Re: 2.3.7: where are the gains?

Ingo Molnar (mingo@chiara.csoma.elte.hu)
Tue, 22 Jun 1999 17:40:26 +0200 (CEST)


On Tue, 22 Jun 1999, Richard Gooch wrote:

> Hi, all. A quick test compiling the 2.3.7 kernel tree shows 2.3.7
> perform slightly worse than 2.3.5 for make dep. PII 233 with IDE disc.

compiling the kernel is very CPU-intensive, about 95% of the time is spent
in user-space.

nevertheless the speedup does seem to show up:

> 2.3.7:
> time make zImage
> 291.870u 17.570s 5:14.29 98.4% 0+0k 0+0io 192480pf+0w
^^^^^^^

> 2.3.5:
> time make zImage
> 291.590u 18.810s 5:14.38 98.7% 0+0k 0+0io 194125pf+0w
^^^^^^^

an about 10% speedup for the kernel-only component. Considering that
compiling the kernel is doing mostly reads (well it writes object files
but the source is bigger, unless you compile with -g), and is accessing
files - this is not bad at all i think.

even for pure single-threaded cached writes the speedup is rather visible:

2.2.10 (this is essentially 2.3.6 wrt. file IO)

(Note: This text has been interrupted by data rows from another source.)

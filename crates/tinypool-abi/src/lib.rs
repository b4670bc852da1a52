// All extern "C" exports accept raw pointers from C callers.
#![allow(clippy::missing_safety_doc)]
//! # tinypool-abi
//!
//! Binds the safe `tinypool-core` allocator to real memory.
//!
//! ```text
//! C caller -> tinypool_* entry (this crate) -> global PoolAllocator<LibcHeap> -> libc
//! ```
//!
//! The core only moves addresses around; this crate supplies a
//! [`LibcHeap`] system allocator backed by `malloc`/`free`, a lazily created
//! process-wide instance behind a single lock, and the `extern "C"` entry
//! points that copy bytes where the core cannot.

pub mod global;
pub mod libc_heap;
pub mod pool_abi;

pub use global::{ENV_LOG_CAPACITY, ENV_OOM, ENV_VALIDATION, config_from_env, with_global_pool};
pub use libc_heap::LibcHeap;
pub use pool_abi::{tinypool_allocate, tinypool_deallocate, tinypool_reallocate};
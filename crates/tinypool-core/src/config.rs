//! Allocator configuration.
//!
//! The size-class geometry is fixed; what can be tuned is how strictly
//! deallocations are checked, what happens on unrecoverable exhaustion, the
//! refill batch size and how many lifecycle records are retained.

/// Depth of deallocation checking.
#[derive(Debug, Default, Clone, Copy, PartialEq, Eq, Hash)]
pub enum ValidationMode {
    /// Rejects null pointers and blocks already on a free list.
    #[default]
    Strict,
    /// Strict checks plus a registry of live blocks, which also catches
    /// size-class mismatches and pointers this allocator never produced.
    Hardened,
}

impl ValidationMode {
    /// Parse from string (case-insensitive). Unknown values fall back to
    /// [`ValidationMode::Strict`].
    #[must_use]
    pub fn from_str_loose(s: &str) -> Self {
        match s.to_ascii_lowercase().as_str() {
            "hardened" | "full" | "tracked" => Self::Hardened,
            _ => Self::Strict,
        }
    }

    /// Returns true if live blocks are tracked.
    #[must_use]
    pub const fn tracks_live_blocks(self) -> bool {
        matches!(self, Self::Hardened)
    }

    /// Stable lowercase name.
    #[must_use]
    pub const fn as_str(self) -> &'static str {
        match self {
            Self::Strict => "strict",
            Self::Hardened => "hardened",
        }
    }
}

/// Reaction to an allocation that cannot be satisfied at all.
#[derive(Debug, Default, Clone, Copy, PartialEq, Eq, Hash)]
pub enum OomPolicy {
    /// Return [`AllocError::OutOfMemory`](crate::AllocError::OutOfMemory).
    #[default]
    ReturnError,
    /// Terminate the process after recording the failure.
    Abort,
}

impl OomPolicy {
    /// Parse from string (case-insensitive). Unknown values fall back to
    /// [`OomPolicy::ReturnError`].
    #[must_use]
    pub fn from_str_loose(s: &str) -> Self {
        match s.to_ascii_lowercase().as_str() {
            "abort" | "exit" | "fatal" => Self::Abort,
            _ => Self::ReturnError,
        }
    }
}

/// Blocks requested per refill.
pub const DEFAULT_REFILL_BATCH: usize = 20;

/// Pool-manager iterations before giving up on one request.
pub const DEFAULT_MAX_CHUNK_RETRIES: usize = 4;

/// Lifecycle records retained by [`AllocatorConfig::with_logging`].
///
/// Recording is off by default: each record allocates on the system heap,
/// which the small-object path must not do.
pub const DEFAULT_LOG_CAPACITY: usize = 4096;

/// Tunables for a [`PoolAllocator`](crate::PoolAllocator).
#[derive(Debug, Clone, PartialEq, Eq)]
pub struct AllocatorConfig {
    pub validation: ValidationMode,
    pub oom_policy: OomPolicy,
    /// Blocks requested from the pool on each refill (at least 1).
    pub refill_batch: usize,
    /// Bound on the grow/scavenge retry loop (at least 2: one attempt to
    /// replenish the pool and one to carve from it).
    pub max_chunk_retries: usize,
    /// Maximum retained lifecycle records; 0 disables recording.
    pub log_capacity: usize,
}

impl Default for AllocatorConfig {
    fn default() -> Self {
        Self {
            validation: ValidationMode::default(),
            oom_policy: OomPolicy::default(),
            refill_batch: DEFAULT_REFILL_BATCH,
            max_chunk_retries: DEFAULT_MAX_CHUNK_RETRIES,
            log_capacity: 0,
        }
    }
}

impl AllocatorConfig {
    #[must_use]
    pub fn with_validation(mut self, validation: ValidationMode) -> Self {
        self.validation = validation;
        self
    }

    #[must_use]
    pub fn with_oom_policy(mut self, oom_policy: OomPolicy) -> Self {
        self.oom_policy = oom_policy;
        self
    }

    /// Sets the refill batch; values below 1 are raised to 1.
    #[must_use]
    pub fn with_refill_batch(mut self, batch: usize) -> Self {
        self.refill_batch = batch.max(1);
        self
    }

    /// Sets the retry bound; values below 2 are raised to 2.
    #[must_use]
    pub fn with_max_chunk_retries(mut self, retries: usize) -> Self {
        self.max_chunk_retries = retries.max(2);
        self
    }

    #[must_use]
    pub fn with_log_capacity(mut self, capacity: usize) -> Self {
        self.log_capacity = capacity;
        self
    }

    /// Turns on lifecycle recording with [`DEFAULT_LOG_CAPACITY`].
    #[must_use]
    pub fn with_logging(self) -> Self {
        self.with_log_capacity(DEFAULT_LOG_CAPACITY)
    }

    /// Clamps fields to their legal ranges.
    #[must_use]
    pub(crate) fn normalized(self) -> Self {
        Self {
            refill_batch: self.refill_batch.max(1),
            max_chunk_retries: self.max_chunk_retries.max(2),
            ..self
        }
    }
}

[root@moon fileben]# ./fileben FILE 60000 1 2 1
WRITE: 150.27 MB/sec

2.3.8-pre2:

[root@moon fileben]# ./fileben FILE 60000 1 2 1
WRITE: 249.58 MB/sec

a 66% speedup. Of course it depends on the application - if the
application is purely doing reads then there will be no speedup, reads
were pretty much close to the physical limit in previous kernels already.